Exercise objective: Only a number is wanted: how many lines in these records contain the word "shown"?

Records from a data source
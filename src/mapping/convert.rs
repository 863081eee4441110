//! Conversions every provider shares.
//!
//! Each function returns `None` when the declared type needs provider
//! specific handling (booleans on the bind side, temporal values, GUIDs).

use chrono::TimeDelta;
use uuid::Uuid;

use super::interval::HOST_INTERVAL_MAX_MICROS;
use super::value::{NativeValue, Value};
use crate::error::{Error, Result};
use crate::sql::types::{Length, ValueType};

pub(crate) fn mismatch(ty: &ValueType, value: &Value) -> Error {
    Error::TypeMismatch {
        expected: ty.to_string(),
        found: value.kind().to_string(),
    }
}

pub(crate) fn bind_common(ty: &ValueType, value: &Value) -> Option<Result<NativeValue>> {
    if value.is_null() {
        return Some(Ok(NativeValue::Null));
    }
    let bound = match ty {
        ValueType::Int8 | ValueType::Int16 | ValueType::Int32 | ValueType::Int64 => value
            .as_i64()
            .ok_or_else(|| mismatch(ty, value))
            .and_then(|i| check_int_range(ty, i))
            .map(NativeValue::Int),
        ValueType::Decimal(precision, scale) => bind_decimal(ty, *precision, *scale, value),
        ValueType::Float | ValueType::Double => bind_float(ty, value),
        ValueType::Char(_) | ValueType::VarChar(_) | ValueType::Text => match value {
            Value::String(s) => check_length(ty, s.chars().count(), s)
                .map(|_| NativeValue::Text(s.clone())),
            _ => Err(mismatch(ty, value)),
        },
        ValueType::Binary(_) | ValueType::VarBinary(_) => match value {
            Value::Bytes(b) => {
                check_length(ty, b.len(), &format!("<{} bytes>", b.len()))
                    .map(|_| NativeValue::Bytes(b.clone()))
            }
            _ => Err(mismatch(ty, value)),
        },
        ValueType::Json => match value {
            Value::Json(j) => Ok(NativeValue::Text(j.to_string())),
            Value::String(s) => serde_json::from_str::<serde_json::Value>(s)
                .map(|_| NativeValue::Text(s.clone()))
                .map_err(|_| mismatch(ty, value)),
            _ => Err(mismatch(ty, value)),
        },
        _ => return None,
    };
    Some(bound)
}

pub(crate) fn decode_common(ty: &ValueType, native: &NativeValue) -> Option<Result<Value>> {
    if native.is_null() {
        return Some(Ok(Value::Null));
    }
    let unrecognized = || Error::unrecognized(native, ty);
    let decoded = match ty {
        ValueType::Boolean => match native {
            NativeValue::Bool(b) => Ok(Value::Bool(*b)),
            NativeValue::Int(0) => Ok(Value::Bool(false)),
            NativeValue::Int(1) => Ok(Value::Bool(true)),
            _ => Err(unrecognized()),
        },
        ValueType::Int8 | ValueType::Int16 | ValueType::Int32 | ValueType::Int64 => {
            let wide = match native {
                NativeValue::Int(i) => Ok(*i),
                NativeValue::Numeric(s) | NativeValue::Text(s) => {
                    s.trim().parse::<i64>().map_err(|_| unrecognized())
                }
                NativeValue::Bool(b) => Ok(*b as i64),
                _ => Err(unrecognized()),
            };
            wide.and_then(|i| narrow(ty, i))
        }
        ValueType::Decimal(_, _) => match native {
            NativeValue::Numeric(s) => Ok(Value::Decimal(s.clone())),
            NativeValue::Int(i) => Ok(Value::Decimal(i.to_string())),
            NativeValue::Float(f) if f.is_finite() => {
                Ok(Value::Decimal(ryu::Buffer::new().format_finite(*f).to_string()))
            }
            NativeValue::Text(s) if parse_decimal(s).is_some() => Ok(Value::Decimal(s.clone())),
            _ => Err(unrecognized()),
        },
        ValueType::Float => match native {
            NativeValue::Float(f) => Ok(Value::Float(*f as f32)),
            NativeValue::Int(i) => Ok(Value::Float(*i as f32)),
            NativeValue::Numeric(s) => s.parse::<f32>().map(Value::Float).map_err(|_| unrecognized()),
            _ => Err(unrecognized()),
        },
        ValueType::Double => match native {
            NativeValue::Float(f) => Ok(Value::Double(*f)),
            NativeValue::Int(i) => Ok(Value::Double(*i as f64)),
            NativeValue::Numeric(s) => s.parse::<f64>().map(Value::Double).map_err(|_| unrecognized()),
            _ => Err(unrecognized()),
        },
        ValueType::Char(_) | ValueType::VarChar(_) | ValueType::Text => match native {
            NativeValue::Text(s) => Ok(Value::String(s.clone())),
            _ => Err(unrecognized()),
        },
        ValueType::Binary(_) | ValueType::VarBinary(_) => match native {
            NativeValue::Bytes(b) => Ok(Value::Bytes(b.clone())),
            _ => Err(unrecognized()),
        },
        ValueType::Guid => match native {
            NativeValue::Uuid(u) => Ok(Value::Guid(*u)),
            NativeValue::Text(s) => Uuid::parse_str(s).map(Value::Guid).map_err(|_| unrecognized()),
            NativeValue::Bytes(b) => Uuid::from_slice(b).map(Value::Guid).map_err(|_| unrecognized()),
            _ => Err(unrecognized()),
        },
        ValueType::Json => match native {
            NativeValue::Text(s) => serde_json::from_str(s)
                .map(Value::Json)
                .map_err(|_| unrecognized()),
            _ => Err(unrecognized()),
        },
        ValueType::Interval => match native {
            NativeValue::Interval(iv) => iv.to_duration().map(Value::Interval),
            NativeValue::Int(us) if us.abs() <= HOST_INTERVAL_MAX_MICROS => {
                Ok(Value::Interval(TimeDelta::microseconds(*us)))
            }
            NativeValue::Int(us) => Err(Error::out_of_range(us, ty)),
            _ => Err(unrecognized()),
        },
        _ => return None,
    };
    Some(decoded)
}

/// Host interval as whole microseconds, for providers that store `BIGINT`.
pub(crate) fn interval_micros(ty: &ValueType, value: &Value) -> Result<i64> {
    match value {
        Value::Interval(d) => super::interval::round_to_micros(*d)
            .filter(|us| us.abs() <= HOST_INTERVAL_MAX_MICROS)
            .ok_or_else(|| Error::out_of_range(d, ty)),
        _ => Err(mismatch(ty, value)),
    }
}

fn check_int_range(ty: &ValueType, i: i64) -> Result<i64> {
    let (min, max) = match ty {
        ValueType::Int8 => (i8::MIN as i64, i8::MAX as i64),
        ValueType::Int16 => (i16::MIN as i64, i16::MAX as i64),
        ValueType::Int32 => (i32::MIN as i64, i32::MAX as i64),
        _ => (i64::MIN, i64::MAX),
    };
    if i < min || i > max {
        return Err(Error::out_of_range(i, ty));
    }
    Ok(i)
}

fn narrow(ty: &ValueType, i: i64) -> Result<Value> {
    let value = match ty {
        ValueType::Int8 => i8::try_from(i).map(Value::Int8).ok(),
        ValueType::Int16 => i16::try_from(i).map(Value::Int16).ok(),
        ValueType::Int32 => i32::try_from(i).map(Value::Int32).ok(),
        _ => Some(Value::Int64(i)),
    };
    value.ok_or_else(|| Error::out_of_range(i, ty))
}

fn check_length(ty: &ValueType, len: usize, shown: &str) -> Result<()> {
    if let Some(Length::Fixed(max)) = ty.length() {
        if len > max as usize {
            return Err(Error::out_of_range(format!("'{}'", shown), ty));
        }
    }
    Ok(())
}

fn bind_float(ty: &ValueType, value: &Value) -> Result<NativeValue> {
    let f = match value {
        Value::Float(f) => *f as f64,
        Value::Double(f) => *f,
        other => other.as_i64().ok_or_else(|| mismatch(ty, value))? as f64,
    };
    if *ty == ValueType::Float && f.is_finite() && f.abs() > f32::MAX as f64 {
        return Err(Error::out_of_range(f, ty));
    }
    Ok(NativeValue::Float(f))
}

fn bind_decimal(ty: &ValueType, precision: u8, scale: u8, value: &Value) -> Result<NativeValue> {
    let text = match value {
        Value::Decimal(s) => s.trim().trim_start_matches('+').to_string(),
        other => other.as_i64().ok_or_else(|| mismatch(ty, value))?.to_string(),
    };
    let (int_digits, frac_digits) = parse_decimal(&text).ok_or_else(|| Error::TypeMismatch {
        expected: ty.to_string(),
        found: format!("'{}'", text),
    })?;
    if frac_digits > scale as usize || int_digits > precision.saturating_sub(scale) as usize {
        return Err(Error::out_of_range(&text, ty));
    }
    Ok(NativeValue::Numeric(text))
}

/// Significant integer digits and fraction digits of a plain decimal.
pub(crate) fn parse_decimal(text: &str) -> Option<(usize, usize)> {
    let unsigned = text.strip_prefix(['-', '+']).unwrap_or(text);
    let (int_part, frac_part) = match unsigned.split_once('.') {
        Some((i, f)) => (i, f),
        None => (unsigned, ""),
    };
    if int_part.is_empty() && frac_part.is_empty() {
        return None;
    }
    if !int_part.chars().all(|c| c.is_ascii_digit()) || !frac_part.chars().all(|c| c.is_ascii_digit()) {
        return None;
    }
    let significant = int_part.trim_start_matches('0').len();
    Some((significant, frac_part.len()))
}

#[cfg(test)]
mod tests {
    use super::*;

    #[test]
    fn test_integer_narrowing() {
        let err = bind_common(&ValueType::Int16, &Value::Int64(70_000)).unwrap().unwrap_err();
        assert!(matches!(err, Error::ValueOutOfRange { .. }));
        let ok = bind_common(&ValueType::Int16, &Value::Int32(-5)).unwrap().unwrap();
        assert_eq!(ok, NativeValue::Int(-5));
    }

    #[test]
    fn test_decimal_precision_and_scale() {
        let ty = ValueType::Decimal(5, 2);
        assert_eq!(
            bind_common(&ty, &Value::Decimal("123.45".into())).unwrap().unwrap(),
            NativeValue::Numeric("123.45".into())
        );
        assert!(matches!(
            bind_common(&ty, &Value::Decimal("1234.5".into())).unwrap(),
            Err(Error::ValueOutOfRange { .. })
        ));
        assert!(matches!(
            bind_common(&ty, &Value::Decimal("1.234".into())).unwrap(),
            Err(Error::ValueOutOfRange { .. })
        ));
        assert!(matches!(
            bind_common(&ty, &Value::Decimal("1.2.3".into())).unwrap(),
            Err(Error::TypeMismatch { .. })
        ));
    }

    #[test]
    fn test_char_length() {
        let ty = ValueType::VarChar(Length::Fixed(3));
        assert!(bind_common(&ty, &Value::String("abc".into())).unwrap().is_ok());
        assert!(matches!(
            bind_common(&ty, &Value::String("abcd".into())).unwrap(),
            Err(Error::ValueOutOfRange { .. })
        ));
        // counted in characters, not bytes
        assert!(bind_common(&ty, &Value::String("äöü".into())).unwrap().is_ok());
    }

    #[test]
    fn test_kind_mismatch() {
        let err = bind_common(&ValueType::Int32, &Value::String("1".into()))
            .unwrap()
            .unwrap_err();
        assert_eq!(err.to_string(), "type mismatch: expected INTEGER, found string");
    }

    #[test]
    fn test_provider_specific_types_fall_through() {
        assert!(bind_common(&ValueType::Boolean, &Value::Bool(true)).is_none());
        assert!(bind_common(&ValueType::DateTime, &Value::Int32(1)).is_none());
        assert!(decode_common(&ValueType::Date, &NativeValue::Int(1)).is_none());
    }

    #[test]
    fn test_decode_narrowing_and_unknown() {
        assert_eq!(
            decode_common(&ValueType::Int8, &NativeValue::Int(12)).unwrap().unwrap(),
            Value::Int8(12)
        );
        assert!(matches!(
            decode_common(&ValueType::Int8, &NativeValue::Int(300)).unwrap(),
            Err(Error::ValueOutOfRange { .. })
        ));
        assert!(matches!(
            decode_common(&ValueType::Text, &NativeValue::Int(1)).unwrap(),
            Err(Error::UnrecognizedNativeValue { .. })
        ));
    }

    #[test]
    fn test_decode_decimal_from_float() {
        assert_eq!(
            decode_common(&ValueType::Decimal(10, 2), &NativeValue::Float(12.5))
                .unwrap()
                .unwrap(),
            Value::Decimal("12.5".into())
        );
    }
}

...

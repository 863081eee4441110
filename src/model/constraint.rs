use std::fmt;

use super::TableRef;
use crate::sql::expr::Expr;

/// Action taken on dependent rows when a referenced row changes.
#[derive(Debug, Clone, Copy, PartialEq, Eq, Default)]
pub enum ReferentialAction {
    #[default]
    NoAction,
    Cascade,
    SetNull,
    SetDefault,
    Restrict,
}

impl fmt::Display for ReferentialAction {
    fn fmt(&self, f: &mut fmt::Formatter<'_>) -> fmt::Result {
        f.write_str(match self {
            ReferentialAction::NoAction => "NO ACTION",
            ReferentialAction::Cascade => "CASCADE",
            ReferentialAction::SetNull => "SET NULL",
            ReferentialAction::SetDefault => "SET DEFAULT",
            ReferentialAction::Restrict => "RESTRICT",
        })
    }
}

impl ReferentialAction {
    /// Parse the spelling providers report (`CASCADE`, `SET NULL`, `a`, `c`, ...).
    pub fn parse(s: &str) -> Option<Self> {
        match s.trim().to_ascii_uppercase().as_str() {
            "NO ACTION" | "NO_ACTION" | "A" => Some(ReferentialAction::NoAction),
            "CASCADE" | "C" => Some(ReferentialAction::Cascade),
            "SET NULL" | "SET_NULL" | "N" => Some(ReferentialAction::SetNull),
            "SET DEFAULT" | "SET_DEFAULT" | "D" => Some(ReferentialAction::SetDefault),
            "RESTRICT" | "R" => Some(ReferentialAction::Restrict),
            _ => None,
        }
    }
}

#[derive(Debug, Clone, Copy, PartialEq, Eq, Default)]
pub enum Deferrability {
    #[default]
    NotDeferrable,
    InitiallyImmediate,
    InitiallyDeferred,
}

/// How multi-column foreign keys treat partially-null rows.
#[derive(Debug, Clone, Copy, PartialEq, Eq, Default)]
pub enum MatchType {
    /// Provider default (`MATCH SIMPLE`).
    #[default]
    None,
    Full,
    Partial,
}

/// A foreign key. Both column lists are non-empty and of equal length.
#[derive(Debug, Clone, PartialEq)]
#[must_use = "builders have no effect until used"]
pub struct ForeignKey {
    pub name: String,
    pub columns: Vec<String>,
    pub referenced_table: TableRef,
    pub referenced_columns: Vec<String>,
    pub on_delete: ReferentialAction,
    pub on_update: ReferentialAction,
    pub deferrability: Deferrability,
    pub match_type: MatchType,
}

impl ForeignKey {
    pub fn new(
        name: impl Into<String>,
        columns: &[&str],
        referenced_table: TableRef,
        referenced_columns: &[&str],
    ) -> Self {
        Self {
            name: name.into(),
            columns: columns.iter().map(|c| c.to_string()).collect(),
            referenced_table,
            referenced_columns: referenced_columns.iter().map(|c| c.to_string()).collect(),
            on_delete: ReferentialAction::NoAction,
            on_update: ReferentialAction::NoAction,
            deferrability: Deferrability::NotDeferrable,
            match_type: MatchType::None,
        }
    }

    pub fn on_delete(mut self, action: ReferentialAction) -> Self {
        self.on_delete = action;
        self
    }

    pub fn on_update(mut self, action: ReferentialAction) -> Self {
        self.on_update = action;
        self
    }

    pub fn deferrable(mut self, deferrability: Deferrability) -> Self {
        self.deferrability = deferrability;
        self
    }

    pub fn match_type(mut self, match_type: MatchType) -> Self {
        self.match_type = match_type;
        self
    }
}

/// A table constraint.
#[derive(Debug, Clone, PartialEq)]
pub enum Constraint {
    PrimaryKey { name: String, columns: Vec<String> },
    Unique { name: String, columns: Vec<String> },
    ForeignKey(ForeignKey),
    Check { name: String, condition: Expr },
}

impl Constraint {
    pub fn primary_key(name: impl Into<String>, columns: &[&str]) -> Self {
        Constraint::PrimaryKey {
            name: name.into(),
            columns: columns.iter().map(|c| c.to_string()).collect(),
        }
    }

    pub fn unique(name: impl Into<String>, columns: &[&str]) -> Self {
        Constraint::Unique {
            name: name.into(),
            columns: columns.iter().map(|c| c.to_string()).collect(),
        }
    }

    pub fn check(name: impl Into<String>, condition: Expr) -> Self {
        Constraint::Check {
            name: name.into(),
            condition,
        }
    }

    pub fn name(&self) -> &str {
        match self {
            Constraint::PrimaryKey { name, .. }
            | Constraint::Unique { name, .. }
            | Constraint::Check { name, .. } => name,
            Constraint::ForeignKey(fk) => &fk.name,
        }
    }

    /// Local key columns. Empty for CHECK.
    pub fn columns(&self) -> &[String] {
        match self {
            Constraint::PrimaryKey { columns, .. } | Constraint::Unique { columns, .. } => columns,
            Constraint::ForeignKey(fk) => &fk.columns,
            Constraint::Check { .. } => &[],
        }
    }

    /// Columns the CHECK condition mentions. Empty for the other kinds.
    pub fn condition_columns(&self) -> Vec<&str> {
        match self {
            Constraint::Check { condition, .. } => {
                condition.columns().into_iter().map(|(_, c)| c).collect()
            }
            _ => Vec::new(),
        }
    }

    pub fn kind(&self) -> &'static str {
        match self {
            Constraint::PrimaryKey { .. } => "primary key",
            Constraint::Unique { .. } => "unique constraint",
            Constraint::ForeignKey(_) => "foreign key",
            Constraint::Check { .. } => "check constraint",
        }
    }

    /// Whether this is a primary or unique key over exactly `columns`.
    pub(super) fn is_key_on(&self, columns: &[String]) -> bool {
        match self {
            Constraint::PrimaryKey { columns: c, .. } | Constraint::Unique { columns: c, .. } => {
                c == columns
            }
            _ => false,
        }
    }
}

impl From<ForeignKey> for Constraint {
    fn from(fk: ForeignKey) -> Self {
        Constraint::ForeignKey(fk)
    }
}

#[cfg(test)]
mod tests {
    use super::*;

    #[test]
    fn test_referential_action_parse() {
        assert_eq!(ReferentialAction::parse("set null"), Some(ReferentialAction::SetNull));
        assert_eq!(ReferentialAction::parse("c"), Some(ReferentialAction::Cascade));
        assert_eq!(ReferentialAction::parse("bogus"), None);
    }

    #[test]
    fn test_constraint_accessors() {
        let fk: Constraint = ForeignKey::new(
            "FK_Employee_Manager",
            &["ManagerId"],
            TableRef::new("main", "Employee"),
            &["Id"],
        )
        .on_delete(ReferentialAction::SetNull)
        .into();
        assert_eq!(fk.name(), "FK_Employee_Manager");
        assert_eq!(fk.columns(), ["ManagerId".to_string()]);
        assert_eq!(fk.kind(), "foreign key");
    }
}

Solution to the problem: 2